Stored data
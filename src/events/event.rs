//! # Runtime events emitted by queues.
//!
//! The [`EventKind`] enum classifies event types across three categories:
//! - **Queue lifecycle**: state machine transitions and shutdown progress
//! - **Item lifecycle**: one work item starting, finishing, panicking or being rejected
//! - **Coalescing**: acceptance, eviction, dispatch and completion of coalesced tasks
//!
//! The [`Event`] struct carries additional metadata such as timestamps, queue label,
//! item id and priority hint.
//!
//! ## Ordering guarantees
//! Each event has a globally unique sequence number (`seq`) that increases monotonically.
//! Use `seq` to restore the exact order when events are delivered out of order.
//!
//! ## Example
//! ```rust
//! use taskserial::{Event, EventKind, Priority};
//!
//! let ev = Event::new(EventKind::ItemStarting)
//!     .with_queue("ingest")
//!     .with_item(7)
//!     .with_priority(Priority::High);
//!
//! assert_eq!(ev.kind, EventKind::ItemStarting);
//! assert_eq!(ev.queue.as_deref(), Some("ingest"));
//! assert_eq!(ev.item, Some(7));
//! ```

use std::sync::Arc;
use std::sync::atomic::{AtomicU64, Ordering as AtomicOrdering};
use std::time::SystemTime;

use crate::core::QueueState;
use crate::policies::Priority;

/// Global sequence counter for event ordering.
static EVENT_SEQ: AtomicU64 = AtomicU64::new(0);

/// Classification of runtime events.
#[derive(Debug, Clone, Copy, PartialEq, Eq)]
pub enum EventKind {
    // === Subscriber events ===
    /// Subscriber panicked during event processing.
    ///
    /// Sets:
    /// - `queue`: subscriber name
    /// - `reason`: panic info/message
    SubscriberPanicked,

    /// Subscriber dropped an event (queue full or worker closed).
    ///
    /// Sets:
    /// - `queue`: subscriber name
    /// - `reason`: reason string (e.g., "full", "closed")
    SubscriberOverflow,

    // === Queue lifecycle ===
    /// Consumer loop confirmed liveness (`Created → Running`).
    ///
    /// Sets:
    /// - `queue`: queue label
    /// - `state`: `Running`
    QueueRunning,

    /// Shutdown was requested; intake closed (`→ Stopping`).
    ///
    /// Emitted once per queue, on the first request only.
    ///
    /// Sets:
    /// - `queue`: queue label
    /// - `state`: state observed before the request
    ShutdownRequested,

    /// Intake drained and consumer loop exited (`Stopping → Stopped`).
    ///
    /// Sets:
    /// - `queue`: queue label
    /// - `state`: `Stopped`
    QueueStopped,

    /// Pending shutdown callbacks were handed off for execution.
    ///
    /// Sets:
    /// - `queue`: queue label
    /// - `count`: number of callbacks drained
    CompletionsDrained,

    // === Item lifecycle ===
    /// A work item left the intake channel and started running.
    ///
    /// Sets:
    /// - `queue`: queue label
    /// - `item`: item id (monotonic per queue)
    /// - `priority`: priority hint used for the spawn
    ItemStarting,

    /// A work item finished (its result was delivered).
    ///
    /// Sets:
    /// - `queue`: queue label
    /// - `item`: item id
    ItemFinished,

    /// A work item panicked; the panic was converted into an error.
    ///
    /// Sets:
    /// - `queue`: queue label
    /// - `item`: item id
    /// - `reason`: panic message
    ItemPanicked,

    /// A submission was refused because the queue is stopping or stopped.
    ///
    /// Sets:
    /// - `queue`: queue label
    /// - `state`: state observed at submission time
    ItemRejected,

    // === Coalescing ===
    /// A coalesced task was appended to the task list (state `Waiting`).
    ///
    /// Sets:
    /// - `queue`: queue label
    /// - `item`: coalesced task id
    TaskAccepted,

    /// A waiting coalesced task was superseded and discarded without running.
    ///
    /// Sets:
    /// - `queue`: queue label
    /// - `item`: evicted task id
    TaskEvicted,

    /// A coalesced task was handed to the serial queue (`Waiting → Running`).
    ///
    /// Sets:
    /// - `queue`: queue label
    /// - `item`: coalesced task id
    TaskDispatched,

    /// A coalesced task finished (`Running → Complete`).
    ///
    /// Sets:
    /// - `queue`: queue label
    /// - `item`: coalesced task id
    TaskCompleted,
}

/// Runtime event with optional metadata.
///
/// - `seq`: monotonic global sequence for ordering
/// - `at`: wall-clock timestamp (for logs)
/// - other optional fields are set depending on the [`EventKind`]
#[derive(Clone, Debug)]
pub struct Event {
    /// Globally unique, monotonically increasing sequence number.
    pub seq: u64,
    /// Wall-clock timestamp.
    pub at: SystemTime,
    /// Event classification.
    pub kind: EventKind,

    /// Label of the emitting queue (or subscriber name for subscriber events).
    pub queue: Option<Arc<str>>,
    /// Work item or coalesced task id.
    pub item: Option<u64>,
    /// Priority hint in effect.
    pub priority: Option<Priority>,
    /// Queue state relevant to the event.
    pub state: Option<QueueState>,
    /// Human-readable reason (panic message, overflow details, etc.).
    pub reason: Option<Arc<str>>,
    /// Generic counter (e.g. drained callbacks).
    pub count: Option<u32>,
}

impl Event {
    /// Creates a new event of the given kind with current timestamp and next sequence number.
    pub fn new(kind: EventKind) -> Self {
        Self {
            seq: EVENT_SEQ.fetch_add(1, AtomicOrdering::Relaxed),
            at: SystemTime::now(),
            kind,
            queue: None,
            item: None,
            priority: None,
            state: None,
            reason: None,
            count: None,
        }
    }

    /// Attaches the queue label.
    #[inline]
    pub fn with_queue(mut self, queue: impl Into<Arc<str>>) -> Self {
        self.queue = Some(queue.into());
        self
    }

    /// Attaches the queue label if there is one.
    #[inline]
    pub(crate) fn with_queue_opt(self, queue: Option<&Arc<str>>) -> Self {
        match queue {
            Some(q) => self.with_queue(Arc::clone(q)),
            None => self,
        }
    }

    /// Attaches an item id.
    #[inline]
    pub fn with_item(mut self, id: u64) -> Self {
        self.item = Some(id);
        self
    }

    /// Attaches a priority hint.
    #[inline]
    pub fn with_priority(mut self, priority: Priority) -> Self {
        self.priority = Some(priority);
        self
    }

    /// Attaches a queue state.
    #[inline]
    pub fn with_state(mut self, state: QueueState) -> Self {
        self.state = Some(state);
        self
    }

    /// Attaches a human-readable reason.
    #[inline]
    pub fn with_reason(mut self, reason: impl Into<Arc<str>>) -> Self {
        self.reason = Some(reason.into());
        self
    }

    /// Attaches a counter (saturates at `u32::MAX`).
    #[inline]
    pub fn with_count(mut self, n: usize) -> Self {
        self.count = Some(u32::try_from(n).unwrap_or(u32::MAX));
        self
    }

    /// Creates a subscriber overflow event.
    #[inline]
    pub fn subscriber_overflow(subscriber: &'static str, reason: &'static str) -> Self {
        Event::new(EventKind::SubscriberOverflow)
            .with_queue(subscriber)
            .with_reason(format!("subscriber={subscriber} reason={reason}"))
    }

    /// Creates a subscriber panic event.
    #[inline]
    pub fn subscriber_panicked(subscriber: &'static str, info: String) -> Self {
        Event::new(EventKind::SubscriberPanicked)
            .with_queue(subscriber)
            .with_reason(info)
    }

    #[inline]
    pub fn is_subscriber_overflow(&self) -> bool {
        matches!(self.kind, EventKind::SubscriberOverflow)
    }

    #[inline]
    pub fn is_subscriber_panic(&self) -> bool {
        matches!(self.kind, EventKind::SubscriberPanicked)
    }
}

» **TASK DESCRIPTION**:
Wherever the string "counter" appears in a line above, copy that line.

» **TASK ANSWER**:
/// Global sequence counter for event ordering.
    /// Generic counter (e.g. drained callbacks).
    /// Attaches a counter (saturates at `u32::MAX`).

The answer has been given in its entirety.